Below is the fourteenth segment of a new short story, ‘Little Maria.’ While the story is new, it is based on a chapter from my novel, Unidentified Woman, a literary crime about rape, revenge and redemption. I believe it stands alone as is, and will reward you handsomely when you read it.
“It’s all yours, she tells me when I hand the box back to her. I’m too fat as it is, she says and taps on her big belly, as if I don’t see it. As if I didn’t feel it when she hugged me. Now come here, she orders and directs me to the sink. So I do as she says, and wash my hands and my face under her guidance. Brush my teeth for the first time since I was taken away from home. Look at the strange face in the mirror and don’t recognize it. See only sad, tired eyes. See pimples too. See a different girl. Hate what I see.
She brushes my hair gently meanwhile, then puts some red lipstick on my lips. She ties my hair with the red ribbon from the box of chocolates. She turns me around and hands me the box. No work for you today, Little Maria, she says. You earned it. She hugs me again, but I turn my face away when she tries to kiss me. Take the box but don’t move. Afraid she is angry. Go ahead, she waves her hand at me, do whatever you want today. But don’t leave the house. I will call you if I need you.
Can’t believe how lucky I am. So lucky that when I enter the empty sisters’ hall I’m tempted to stop by the icon of the Virgin Mary and say a thankful prayer to her. But I don’t. Not yet.

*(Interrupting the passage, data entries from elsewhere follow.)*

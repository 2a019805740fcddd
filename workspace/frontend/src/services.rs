//! Application-wide collaborators, built once under the toast provider and
//! shared through context.

use crate::api_client::GlooTransport;
use crate::common::toast::{ToastContext, ToastNotifier};
use crate::platform::{BrowserNavigator, BrowserStorage, WindowConfirm};
use crate::settings::get_settings;
use common::AuthUser;
use polaris::auth::AuthService;
use polaris::http::ApiClient;
use polaris::navigation::Navigator;
use polaris::preferences::{Preferences, SkuRegistry};
use polaris::session::SessionStore;
use polaris::storage::KeyValueStore;
use polaris::store::StoreContext;
use std::rc::Rc;
use yew::prelude::*;

#[derive(Clone)]
pub struct Services {
    pub session: Rc<SessionStore>,
    pub preferences: Rc<Preferences>,
    pub skus: Rc<SkuRegistry>,
    pub client: ApiClient,
    pub auth: AuthService,
    pub stores: StoreContext,
}

impl PartialEq for Services {
    fn eq(&self, other: &Self) -> bool {
        Rc::ptr_eq(&self.session, &other.session)
    }
}

impl Services {
    pub fn new(toasts: &ToastContext) -> Self {
        let settings = get_settings();
        let storage: Rc<dyn KeyValueStore> = Rc::new(BrowserStorage);
        let session = Rc::new(SessionStore::new(storage.clone()));
        let navigator: Rc<dyn Navigator> = Rc::new(BrowserNavigator);
        let transport = Rc::new(GlooTransport::new(settings.api.request_timeout_ms));

        let client = ApiClient::new(settings.api_base_url(), transport, session.clone(), navigator);
        let stores = StoreContext::new(
            client.clone(),
            Rc::new(ToastNotifier::new(toasts)),
            Rc::new(WindowConfirm),
        )
        .with_default_page_limit(settings.api.default_page_limit);

        log::debug!("Services created for {}", client.base_url());
        Self {
            preferences: Rc::new(Preferences::new(storage.clone())),
            skus: Rc::new(SkuRegistry::new(storage)),
            auth: AuthService::new(client.clone()),
            session,
            client,
            stores,
        }
    }
}

/// Signed-in user, kept in sync with the session store.
#[derive(Clone, PartialEq)]
pub struct AuthContext {
    pub user: Option<AuthUser>,
    pub authenticated: bool,
    pub set_user: Callback<Option<AuthUser>>,
}

#[derive(Properties, PartialEq)]
pub struct ServicesProviderProps {
    pub children: Children,
}

#[function_component(ServicesProvider)]
pub fn services_provider(props: &ServicesProviderProps) -> Html {
    let toasts = use_context::<ToastContext>().expect("ServicesProvider must be inside ToastProvider");
    let services = use_memo((), move |_| Services::new(&toasts));
    let snapshot = use_state(|| services.session.snapshot());

    {
        let session = services.session.clone();
        let snapshot = snapshot.clone();
        use_effect_with((), move |_| {
            let subscription = session.subscribe(move |next| snapshot.set(next.clone()));
            move || drop(subscription)
        });
    }

    let set_user = {
        let session = services.session.clone();
        Callback::from(move |user: Option<AuthUser>| session.set_user(user))
    };

    let auth = AuthContext {
        user: snapshot.user.clone(),
        authenticated: snapshot.authenticated,
        set_user,
    };

    html! {
        <ContextProvider<Services> context={(*services).clone()}>
            <ContextProvider<AuthContext> context={auth}>
                {props.children.clone()}
            </ContextProvider<AuthContext>>
        </ContextProvider<Services>>
    }
}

Lie down on my mattress and stare at the ceiling, at the cracks and cobwebs. Eat another piece of chocolate. Very slowly I eat it. Feel as if the taste of the chocolate in my mouth lifts me off the mattress. Stay suspended in the air above it. Maybe if I eat all of it I will fly all the way to heaven. Or even back home to my family. And to you, Adela. Going to eat it all and see.
But then, on second thought, get up and do something else with it. Place one little piece of chocolate at the center of every mattress where each girl sleeps. I am only one piece short. Hope the last two will share one.
Lie down on my mattress again and place my hands on my chest, over the heart-shaped pendant. The one you gave me, Adela, for my tenth birthday, with the golden necklace. It’s the only thing I still have from home. Close my eyes and see you going to school. You are alone. Call your name. Ask you to come jump rope with me again. Come share a piece of chocolate with me. But you just keep on walking. You don’t hear me at all.”